Transcribe exactly the line containing "end)).abs() < 1e-9);" and each line after it, through the end of the entries, with nothing before or after.
:::::
//! Snap functionality for aligning the cursor to the grid, wall endpoints
//! and angle increments.

use crate::geometry::distance;
use crate::plan::Wall;
use kurbo::{Point, Vec2};
use serde::{Deserialize, Serialize};

/// Grid spacing in meters.
pub const GRID_SIZE: f64 = 0.25;

/// Angle snap increment in degrees.
pub const ANGLE_SNAP_INCREMENT: f64 = 15.0;

/// Radius within which wall endpoints attract the cursor, in meters.
pub const MAGNETIC_SNAP_THRESHOLD: f64 = 0.3;

/// Snap mode for placing points.
#[derive(Debug, Clone, Copy, PartialEq, Eq, Default, Serialize, Deserialize)]
#[serde(rename_all = "lowercase")]
pub enum SnapMode {
    /// No snapping.
    Off,
    /// Snap to grid intersections.
    Grid,
    /// Snap to wall endpoints, falling back to the grid.
    #[default]
    Magnetic,
}

impl SnapMode {
    /// Cycle to the next snap mode.
    pub fn next(self) -> Self {
        match self {
            SnapMode::Off => SnapMode::Grid,
            SnapMode::Grid => SnapMode::Magnetic,
            SnapMode::Magnetic => SnapMode::Off,
        }
    }
}

/// What a snapped point was attracted to.
#[derive(Debug, Clone, Copy, PartialEq, Eq)]
pub enum SnapKind {
    /// Left where it was.
    None,
    /// A grid intersection.
    Grid,
    /// An endpoint of an existing wall.
    WallEndpoint,
}

/// Result of a snap operation.
#[derive(Debug, Clone, Copy, PartialEq)]
pub struct SnapResult {
    /// The snapped point.
    pub point: Point,
    /// What the point snapped to.
    pub kind: SnapKind,
}

impl SnapResult {
    /// Create a result with no snapping.
    pub fn none(point: Point) -> Self {
        Self { point, kind: SnapKind::None }
    }
}

/// Round a value to the nearest multiple of `grid_size`.
pub fn snap(value: f64, grid_size: f64) -> f64 {
    (value / grid_size).round() * grid_size
}

/// Snap a point to the nearest grid intersection.
pub fn snap_point(point: Point, grid_size: f64) -> Point {
    Point::new(snap(point.x, grid_size), snap(point.y, grid_size))
}

/// Snap to the closest wall endpoint within `threshold`, else to the grid.
///
/// Endpoints are visited wall by wall in plan order, `start` before `end`.
/// Only a strictly closer endpoint replaces the current best, so on an exact
/// tie the first endpoint visited wins.
pub fn magnetic_snap(point: Point, walls: &[Wall], threshold: f64, grid_size: f64) -> SnapResult {
    let mut best: Option<Point> = None;
    let mut best_dist = threshold;

    for wall in walls {
        for endpoint in [wall.start, wall.end] {
            let dist = distance(point, endpoint);
            if dist < best_dist {
                best_dist = dist;
                best = Some(endpoint);
            }
        }
    }

    match best {
        Some(endpoint) => SnapResult { point: endpoint, kind: SnapKind::WallEndpoint },
        None => SnapResult { point: snap_point(point, grid_size), kind: SnapKind::Grid },
    }
}

/// Snap a point according to `mode`.
pub fn snap_with_mode(
    point: Point,
    mode: SnapMode,
    walls: &[Wall],
    threshold: f64,
    grid_size: f64,
) -> SnapResult {
    match mode {
        SnapMode::Off => SnapResult::none(point),
        SnapMode::Grid => SnapResult { point: snap_point(point, grid_size), kind: SnapKind::Grid },
        SnapMode::Magnetic => magnetic_snap(point, walls, threshold, grid_size),
    }
}

/// Round an angle in radians to the nearest multiple of `increment_degrees`.
pub fn angle_snap(angle: f64, increment_degrees: f64) -> f64 {
    let step = increment_degrees.to_radians();
    (angle / step).round() * step
}

/// Move `end` so that start→end lies on a snapped angle, keeping its length.
///
/// A zero-length segment is returned unchanged.
pub fn constrain_line(start: Point, end: Point, increment_degrees: f64) -> Point {
    let delta = end - start;
    let length = delta.hypot();
    if length == 0.0 {
        return end;
    }
    let angle = angle_snap(delta.atan2(), increment_degrees);
    start + Vec2::from_angle(angle) * length
}

#[cfg(test)]
mod tests {
    use super::*;
    use proptest::prelude::*;
    use std::f64::consts::PI;

    fn wall(id: &str, x0: f64, y0: f64, x1: f64, y1: f64) -> Wall {
        Wall::new(id, Point::new(x0, y0), Point::new(x1, y1))
    }

    #[test]
    fn test_snap() {
        assert!((snap(0.3, 0.25) - 0.25).abs() < 1e-12);
        assert!((snap(0.4, 0.25) - 0.5).abs() < 1e-12);
        assert!((snap(-0.6, 0.25) - -0.5).abs() < 1e-12);
        assert_eq!(snap_point(Point::new(23.0, 47.0), 20.0), Point::new(20.0, 40.0));
    }

    #[test]
    fn test_magnetic_snap_to_endpoint() {
        let walls = vec![wall("w1", 0.0, 0.0, 5.0, 0.0)];
        let result = magnetic_snap(Point::new(0.05, 0.05), &walls, 0.3, GRID_SIZE);
        assert_eq!(result.point, Point::new(0.0, 0.0));
        assert_eq!(result.kind, SnapKind::WallEndpoint);
    }

    #[test]
    fn test_magnetic_snap_grid_fallback() {
        let walls = vec![wall("w1", 0.0, 0.0, 5.0, 0.0)];
        let result = magnetic_snap(Point::new(2.5, 2.5), &walls, 0.3, GRID_SIZE);
        assert_eq!(result.point, Point::new(2.5, 2.5));
        assert_eq!(result.kind, SnapKind::Grid);

        let result = magnetic_snap(Point::new(2.6, 2.4), &walls, 0.3, GRID_SIZE);
        assert_eq!(result.point, Point::new(2.5, 2.5));
    }

    #[test]
    fn test_magnetic_snap_prefers_closer_endpoint() {
        let walls = vec![wall("w1", 0.0, 0.0, 1.0, 0.0), wall("w2", 1.1, 0.0, 3.0, 0.0)];
        let result = magnetic_snap(Point::new(1.08, 0.0), &walls, 0.3, GRID_SIZE);
        assert_eq!(result.point, Point::new(1.1, 0.0));
    }

    #[test]
    fn test_magnetic_snap_tie_first_wins() {
        // Both candidate endpoints are exactly 1.0 away from the origin.
        let walls = vec![wall("w1", 1.0, 0.0, 9.0, 9.0), wall("w2", -1.0, 0.0, -9.0, 9.0)];
        let result = magnetic_snap(Point::ZERO, &walls, 1.5, GRID_SIZE);
        assert_eq!(result.point, Point::new(1.0, 0.0));

        let reversed = vec![walls[1].clone(), walls[0].clone()];
        let result = magnetic_snap(Point::ZERO, &reversed, 1.5, GRID_SIZE);
        assert_eq!(result.point, Point::new(-1.0, 0.0));
    }

    #[test]
    fn test_magnetic_snap_threshold_is_exclusive() {
        let walls = vec![wall("w1", 0.3, 0.0, 5.0, 0.0)];
        let result = magnetic_snap(Point::ZERO, &walls, 0.3, 1.0);
        assert_eq!(result.kind, SnapKind::Grid);
    }

    #[test]
    fn test_snap_mode() {
        let walls = vec![wall("w1", 0.0, 0.0, 5.0, 0.0)];
        let p = Point::new(0.05, 0.1);
        assert_eq!(snap_with_mode(p, SnapMode::Off, &walls, 0.3, GRID_SIZE).point, p);
        assert_eq!(snap_with_mode(p, SnapMode::Grid, &walls, 0.3, GRID_SIZE).kind, SnapKind::Grid);
        assert_eq!(
            snap_with_mode(p, SnapMode::Magnetic, &walls, 0.3, GRID_SIZE).kind,
            SnapKind::WallEndpoint
        );
        assert_eq!(SnapMode::Off.next(), SnapMode::Grid);
        assert_eq!(SnapMode::Magnetic.next(), SnapMode::Off);
    }

    #[test]
    fn test_angle_snap() {
        assert!((angle_snap(7f64.to_radians(), 15.0) - 0.0).abs() < 1e-12);
        assert!((angle_snap(8f64.to_radians(), 15.0) - 15f64.to_radians()).abs() < 1e-12);
        assert!((angle_snap(PI * 0.49, 15.0) - PI / 2.0).abs() < 1e-12);
        assert!((angle_snap(-PI * 0.26, 45.0) - -PI / 4.0).abs() < 1e-12);
    }

    #[test]
    fn test_constrain_line_horizontal() {
        let start = Point::new(1.0, 1.0);
        let end = Point::new(11.0, 1.5);
        let constrained = constrain_line(start, end, ANGLE_SNAP_INCREMENT);
        assert!((constrained.y - 1.0).abs() < 1e-9);
        assert!((distance(start, constrained) - distance(start, end)).abs() < 1e-9);
    }

    #[test]
    fn test_constrain_line_diagonal() {
        let constrained = constrain_line(Point::ZERO, Point::new(3.0, 3.1), 45.0);
        assert!((constrained.x - constrained.y).abs() < 1e-9);
    }

    #[test]
    fn test_constrain_line_zero_length() {
        let p = Point::new(2.0, 2.0);
        assert_eq!(constrain_line(p, p, ANGLE_SNAP_INCREMENT), p);
    }

    proptest! {
        #[test]
        fn prop_snap_idempotent(v in -1e6f64..1e6, g in 0.01f64..10.0) {
            let once = snap(v, g);
            prop_assert_eq!(snap(once, g), once);
        }
    }
}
:::::
### Answer space
        assert!((distance(start, constrained) - distance(start, end)).abs() < 1e-9);
    }

    #[test]
    fn test_constrain_line_diagonal() {
        let constrained = constrain_line(Point::ZERO, Point::new(3.0, 3.1), 45.0);
        assert!((constrained.x - constrained.y).abs() < 1e-9);
    }

    #[test]
    fn test_constrain_line_zero_length() {
        let p = Point::new(2.0, 2.0);
        assert_eq!(constrain_line(p, p, ANGLE_SNAP_INCREMENT), p);
    }

    proptest! {
        #[test]
        fn prop_snap_idempotent(v in -1e6f64..1e6, g in 0.01f64..10.0) {
            let once = snap(v, g);
            prop_assert_eq!(snap(once, g), once);
        }
    }
}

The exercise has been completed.